The idea that banning cheap pizza deals would stop the junior population looking as if it’s been inflated with a bicycle pump was never going to be a goer. But it certainly grabbed Oliver the all-important headlines, didn’t it? While allowing him to signal his virtue on this matter, yet again.

With his mockney cockney accent, north London values and apparent obsession with making money, Oliver has become the poster boy for this kind of policy initiative. The kind of idea where the rich and privileged collectively decide that something they don’t approve of is ‘bad’ for other people and so they will either ban it or tax it.

Like sugar.

Do the people who make our laws and fawn over Jamie Oliver not realise that when people like me reach for the chocolate buttons or grab a Toblerone, we actually do KNOW it’s packed with sugar? It’s supposed to be. That’s why it tastes so nice.

Ditto Coke. What’s the point of Diet Coke? With sugar replaced by artificial sweetener it tastes to me like the kind of stuff that used to swill round the floor-pan of my ancient Mini when I’d been through a particularly nasty puddle.

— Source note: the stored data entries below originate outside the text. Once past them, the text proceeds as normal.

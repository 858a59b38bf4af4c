//! Process-control imports
//!
//! `proc_exit` is the one import that does not return to the guest: it
//! raises [`Trap::Exit`], which unwinds out of `_start` and is converted
//! into the process exit code by the driver. `proc_raise` accepts the
//! signal number and does nothing; there is no process to deliver it to.

use std::rc::Rc;

use super::{arg_i32, Feature, SharedState};
use crate::abi::{errno, Trap};
use crate::imports::{ImportName, ImportTable};

struct ProcFeature;

/// The proc feature: `proc_exit` + `proc_raise`
pub fn use_proc() -> Box<dyn Feature> {
    Box::new(ProcFeature)
}

impl Feature for ProcFeature {
    fn name(&self) -> &'static str {
        "proc"
    }

    fn install(self: Box<Self>, _state: &SharedState, table: &mut ImportTable) {
        table.insert(
            ImportName::ProcExit,
            Rc::new(move |args| Err(Trap::Exit(arg_i32(args, 0)))),
        );

        table.insert(
            ImportName::ProcRaise,
            Rc::new(move |_args| Ok(errno::SUCCESS)),
        );
    }
}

Doesn’t the government realise that it’s not the sugar in places where it’s meant to be that’s contributing to the obesity problem but the sugar lurking everywhere else?

I know all about Coca-Cola and Sprite and choccie éclairs. But I didn’t know until recently that tinned tomato soup, posh box soup, ketchup and yes, my beloved supermarket pizzas, were actually awash with the white stuff.

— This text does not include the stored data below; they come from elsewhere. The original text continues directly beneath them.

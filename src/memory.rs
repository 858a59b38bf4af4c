//! Guest linear-memory accessor
//!
//! The guest may grow its memory between host calls, which invalidates any
//! previously captured view of the underlying buffer. [`GuestMemory`] is
//! therefore a handle, not a view: every read/write re-derives the current
//! buffer, so imports always observe the memory as it is *now*.
//!
//! All multi-byte accesses are little-endian, as required by the wasm ABI.

use crate::error::{WasiError, WasiResult};

#[cfg(target_arch = "wasm32")]
use js_sys::Uint8Array;
#[cfg(target_arch = "wasm32")]
use wasm_bindgen::JsCast;

#[cfg(not(target_arch = "wasm32"))]
use std::cell::RefCell;
#[cfg(not(target_arch = "wasm32"))]
use std::rc::Rc;

/// wasm page size in bytes (64KB)
pub const PAGE_SIZE: u32 = 65536;

/// Handle to the guest's linear memory
#[cfg(target_arch = "wasm32")]
#[derive(Clone)]
pub struct GuestMemory {
    memory: js_sys::WebAssembly::Memory,
}

/// Handle to a guest memory buffer shared between the embedder and the
/// import handlers. Used natively, where there is no browser WebAssembly
/// object to borrow from.
#[cfg(not(target_arch = "wasm32"))]
#[derive(Clone)]
pub struct GuestMemory {
    data: Rc<RefCell<Vec<u8>>>,
}

#[cfg(target_arch = "wasm32")]
impl GuestMemory {
    /// Wrap an instantiated module's exported memory
    pub fn from_js(memory: js_sys::WebAssembly::Memory) -> Self {
        Self { memory }
    }

    /// Current memory size in bytes
    pub fn size(&self) -> u32 {
        let buffer = self.memory.buffer();
        let array_buffer: js_sys::ArrayBuffer = buffer.unchecked_into();
        array_buffer.byte_length()
    }

    /// Read `len` bytes at `offset`
    pub fn read(&self, offset: u32, len: u32) -> WasiResult<Vec<u8>> {
        self.check_bounds(offset, len)?;
        let array = Uint8Array::new(&self.memory.buffer());
        let mut out = vec![0u8; len as usize];
        array.subarray(offset, offset + len).copy_to(&mut out);
        Ok(out)
    }

    /// Write bytes at `offset`
    pub fn write(&self, offset: u32, data: &[u8]) -> WasiResult<()> {
        self.check_bounds(offset, data.len() as u32)?;
        let array = Uint8Array::new(&self.memory.buffer());
        array
            .subarray(offset, offset + data.len() as u32)
            .copy_from(data);
        Ok(())
    }
}

#[cfg(not(target_arch = "wasm32"))]
impl GuestMemory {
    /// Allocate a fresh memory of `pages` wasm pages
    pub fn with_pages(pages: u32) -> Self {
        Self {
            data: Rc::new(RefCell::new(vec![0u8; (pages * PAGE_SIZE) as usize])),
        }
    }

    /// Grow the memory by `pages` wasm pages, zero-filled
    ///
    /// Clones of this handle observe the new size immediately, which is
    /// exactly the situation import handlers must cope with.
    pub fn grow(&self, pages: u32) {
        let mut data = self.data.borrow_mut();
        let new_len = data.len() + (pages * PAGE_SIZE) as usize;
        data.resize(new_len, 0);
    }

    /// Current memory size in bytes
    pub fn size(&self) -> u32 {
        self.data.borrow().len() as u32
    }

    /// Read `len` bytes at `offset`
    pub fn read(&self, offset: u32, len: u32) -> WasiResult<Vec<u8>> {
        self.check_bounds(offset, len)?;
        let data = self.data.borrow();
        let start = offset as usize;
        Ok(data[start..start + len as usize].to_vec())
    }

    /// Write bytes at `offset`
    pub fn write(&self, offset: u32, data: &[u8]) -> WasiResult<()> {
        self.check_bounds(offset, data.len() as u32)?;
        let mut mem = self.data.borrow_mut();
        let start = offset as usize;
        mem[start..start + data.len()].copy_from_slice(data);
        Ok(())
    }
}

impl GuestMemory {
    fn check_bounds(&self, offset: u32, len: u32) -> WasiResult<()> {
        let size = self.size();
        match offset.checked_add(len) {
            Some(end) if end <= size => Ok(()),
            _ => Err(WasiError::MemoryOutOfBounds {
                address: offset,
                len,
                memory_size: size,
            }),
        }
    }

    /// Read a little-endian u32
    pub fn read_u32(&self, offset: u32) -> WasiResult<u32> {
        let bytes = self.read(offset, 4)?;
        Ok(u32::from_le_bytes([bytes[0], bytes[1], bytes[2], bytes[3]]))
    }

    /// Write a little-endian u32
    pub fn write_u32(&self, offset: u32, value: u32) -> WasiResult<()> {
        self.write(offset, &value.to_le_bytes())
    }

    /// Read a little-endian u64
    pub fn read_u64(&self, offset: u32) -> WasiResult<u64> {
        let bytes = self.read(offset, 8)?;
        let mut raw = [0u8; 8];
        raw.copy_from_slice(&bytes);
        Ok(u64::from_le_bytes(raw))
    }

    /// Write a little-endian u64
    pub fn write_u64(&self, offset: u32, value: u64) -> WasiResult<()> {
        self.write(offset, &value.to_le_bytes())
    }

    /// Read a byte range and decode it as UTF-8, lossily
    pub fn read_string(&self, offset: u32, len: u32) -> WasiResult<String> {
        let bytes = self.read(offset, len)?;
        Ok(String::from_utf8_lossy(&bytes).into_owned())
    }
}

#[cfg(all(test, not(target_arch = "wasm32")))]
mod tests {
    use super::*;

    #[test]
    fn test_read_write_roundtrip() {
        let mem = GuestMemory::with_pages(1);
        mem.write(100, b"hello").unwrap();
        assert_eq!(mem.read(100, 5).unwrap(), b"hello");
    }

    #[test]
    fn test_little_endian_scalars() {
        let mem = GuestMemory::with_pages(1);
        mem.write_u32(0, 0x11223344).unwrap();
        assert_eq!(mem.read(0, 4).unwrap(), vec![0x44, 0x33, 0x22, 0x11]);
        assert_eq!(mem.read_u32(0).unwrap(), 0x11223344);

        mem.write_u64(8, 0x0102030405060708).unwrap();
        assert_eq!(mem.read_u64(8).unwrap(), 0x0102030405060708);
        assert_eq!(mem.read(8, 1).unwrap(), vec![0x08]);
    }

    #[test]
    fn test_out_of_bounds() {
        let mem = GuestMemory::with_pages(1);
        let err = mem.read(PAGE_SIZE - 2, 4).unwrap_err();
        assert!(matches!(err, WasiError::MemoryOutOfBounds { .. }));

        let err = mem.write(PAGE_SIZE, b"x").unwrap_err();
        assert!(matches!(err, WasiError::MemoryOutOfBounds { .. }));

        // Offset + len overflowing u32 must not wrap around
        assert!(mem.read(u32::MAX, 2).is_err());
    }

    #[test]
    fn test_grow_visible_through_clone() {
        let mem = GuestMemory::with_pages(1);
        let handle = mem.clone();
        assert!(handle.write(PAGE_SIZE, b"x").is_err());

        mem.grow(1);
        assert_eq!(handle.size(), 2 * PAGE_SIZE);
        handle.write(PAGE_SIZE, b"x").unwrap();
        assert_eq!(mem.read(PAGE_SIZE, 1).unwrap(), b"x");
    }

    #[test]
    fn test_read_string() {
        let mem = GuestMemory::with_pages(1);
        mem.write(10, "greet.txt".as_bytes()).unwrap();
        assert_eq!(mem.read_string(10, 9).unwrap(), "greet.txt");
    }
}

The reason some savoury food is packed with sugar and salt is because, without it, the food would probably taste like damp cardboard. But no one seems very interested in doing anything about the sneaky sugar – they’d rather feel good about themselves by taxing fizzy drinks.

Did you know that in the two weeks following the introduction of the fizzy pop sugar levy, sales of soft drinks rose in value by £5 million to £167 million per week? What that means is that the government has raked in a further £5 million in taxes from all those who didn’t want to switch to ‘healthier’ options. If all that ends up anywhere near the NHS dentistry service, where it really should, then I am the Duchess of Sussex.

But our politicians never met a tax they didn’t like, did they?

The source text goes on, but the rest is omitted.